Walk in the Park Improves ADHD
For children with Attention Deficit Hyperactivity Disorder (ADHD) tasks that require concentration such as doing homework or taking a test can be very difficult. A simple, inexpensive remedy may be a “dose of nature.”
A study conducted at the
The study, conducted by child environment and behavior researchers Andrea Faber Taylor and Frances E. Kuo was published in a recent issue of the Journal of Attention Disorders.
“From our previous research, we knew there might be a link between spending time in nature and reduced ADHD symptoms,” said Faber Taylor. “So to confirm that link we conducted a study in which we took children on walks in three different settings – one especially “green” and two less “green” – and kept everything about the walks as similar as possible.”

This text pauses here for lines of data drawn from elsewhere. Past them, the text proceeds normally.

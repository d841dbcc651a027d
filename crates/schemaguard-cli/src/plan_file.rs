//! JSON plan files.
//!
//! ```json
//! {
//!   "name": "job_analysis_fk",
//!   "version": "2024.06.1",
//!   "steps": [
//!     {
//!       "id": "widen_user_id",
//!       "kind": "alter_column_type",
//!       "target": {"table": "job_analysis", "column": "user_id"},
//!       "statement_file": "sql/001_widen_user_id.sql",
//!       "precondition": {"rule": "max_length", "table": "job_analysis", "column": "user_id", "limit": 255},
//!       "postcondition": {"check": "column_type", "table": "job_analysis", "column": "user_id", "type": "VARCHAR(255)"}
//!     }
//!   ]
//! }
//! ```
//!
//! `statement_file` paths are relative to the plan file.

use std::path::{Path, PathBuf};

use schemaguard_core::{MigrationPlan, MigrationStep, Postcondition, StepKind, StepTarget, ValidationRule};
use serde::Deserialize;
use tracing::debug;

use crate::error::Error;

#[derive(Debug, Deserialize)]
#[serde(deny_unknown_fields)]
struct PlanFile {
    name: String,
    #[serde(default)]
    version: String,
    steps: Vec<StepEntry>,
}

#[derive(Debug, Deserialize)]
#[serde(deny_unknown_fields)]
struct StepEntry {
    id: String,
    kind: StepKind,
    #[serde(default)]
    target: StepTarget,
    statement: Option<String>,
    statement_file: Option<PathBuf>,
    precondition: Option<ValidationRule>,
    postcondition: Option<Postcondition>,
}

impl StepEntry {
    fn into_step(self, base: &Path) -> Result<MigrationStep, Error> {
        let statement = match (self.statement, self.statement_file) {
            (Some(sql), None) => sql,
            (None, Some(file)) => {
                let path = base.join(file);
                std::fs::read_to_string(&path).map_err(|source| Error::StatementFile {
                    step_id: self.id.clone(),
                    path,
                    source,
                })?
            }
            (Some(_), Some(_)) => {
                return Err(Error::StepDefinition {
                    step_id: self.id,
                    message: "give either statement or statement_file, not both".into(),
                })
            }
            (None, None) => {
                return Err(Error::StepDefinition {
                    step_id: self.id,
                    message: "missing statement or statement_file".into(),
                })
            }
        };

        let mut step = MigrationStep::new(self.id, self.kind, self.target, statement);
        step.precondition = self.precondition;
        step.postcondition = self.postcondition;
        Ok(step)
    }
}

/// Load and validate a plan file.
pub fn load(path: &Path) -> Result<MigrationPlan, Error> {
    let text = std::fs::read_to_string(path).map_err(|source| Error::PlanRead {
        path: path.to_path_buf(),
        source,
    })?;
    parse(&text, path)
}

/// Parse plan JSON; `origin` anchors relative statement files.
pub fn parse(text: &str, origin: &Path) -> Result<MigrationPlan, Error> {
    let file: PlanFile = serde_json::from_str(text).map_err(|source| Error::PlanParse {
        path: origin.to_path_buf(),
        source,
    })?;

    let base = origin.parent().unwrap_or_else(|| Path::new("."));
    let steps = file
        .steps
        .into_iter()
        .map(|entry| entry.into_step(base))
        .collect::<Result<Vec<_>, _>>()?;

    let plan = MigrationPlan::new(file.name, file.version, steps)?;
    debug!(
        plan = plan.name(),
        version = plan.version(),
        steps = plan.step_count(),
        "Loaded plan file"
    );
    Ok(plan)
}
//! Core error types.

use thiserror::Error;

/// Database handle errors.
#[derive(Debug, Error)]
pub enum Error {
    /// SQLite driver error.
    #[error("sqlite error: {0}")]
    Sqlite(#[from] rusqlite::Error),

    /// PostgreSQL driver error.
    #[cfg(feature = "postgres")]
    #[error("postgres error: {0}")]
    Postgres(#[from] sqlx::Error),

    /// Could not acquire or keep a database connection.
    #[error("connection error: {0}")]
    Connection(String),

    /// Identifier cannot be quoted safely.
    #[error("invalid identifier: {0:?}")]
    InvalidIdentifier(String),

    /// A query returned a shape the caller did not expect.
    #[error("unexpected result: {0}")]
    UnexpectedResult(String),

    /// Transaction control misuse (e.g. commit without begin).
    #[error("transaction error: {0}")]
    Transaction(String),

    /// Database URL scheme is not supported by this build.
    #[error("unsupported database url: {0}")]
    UnsupportedUrl(String),
}

impl Error {
    /// Whether this error means the connection itself is unusable.
    pub fn is_connection(&self) -> bool {
        match self {
            Error::Connection(_) => true,
            Error::Sqlite(err) => matches!(
                err.sqlite_error_code(),
                Some(rusqlite::ErrorCode::CannotOpen)
                    | Some(rusqlite::ErrorCode::NotADatabase)
                    | Some(rusqlite::ErrorCode::SystemIoFailure)
            ),
            #[cfg(feature = "postgres")]
            Error::Postgres(err) => matches!(
                err,
                sqlx::Error::Io(_)
                    | sqlx::Error::Tls(_)
                    | sqlx::Error::PoolTimedOut
                    | sqlx::Error::PoolClosed
                    | sqlx::Error::WorkerCrashed
            ),
            _ => false,
        }
    }
}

Some children took the “green” walk first; others took it second or last. After each walk, an experimenter who didn’t know which walk the child had been on tested their attention using a standard neurocognitive test called Digit Span Backwards, in which a series of numbers are said aloud and the child recites them backwards. It’s a test in which practice doesn’t improve your score.
“We compared each child’s performance to their own performance on different walks,” said Faber Taylor. “And when we compared the scores for the walks in different environments, we found that after the walk in the park children generally concentrated better than they did after a walk in the downtown area or the neighborhood area. The greenest space was best at improving attention after exposure.”
“What this particular study tells us is that the physical environment matters,” said Kuo. “We don’t know what it is about the park, exactly – the greenness or lack of buildings – that seems to improve attention, but the study tells us that even though everything else was the same – who the child was with, the levels of noise, the length of time, the time of day, whether the child was on medication – if we kept everything else the same, we just changed the environment, we still saw a measurable difference in children’s symptoms. And that’s completely new. No one has done a study looking at a child in different environments, in a controlled comparison where everything else is the same.”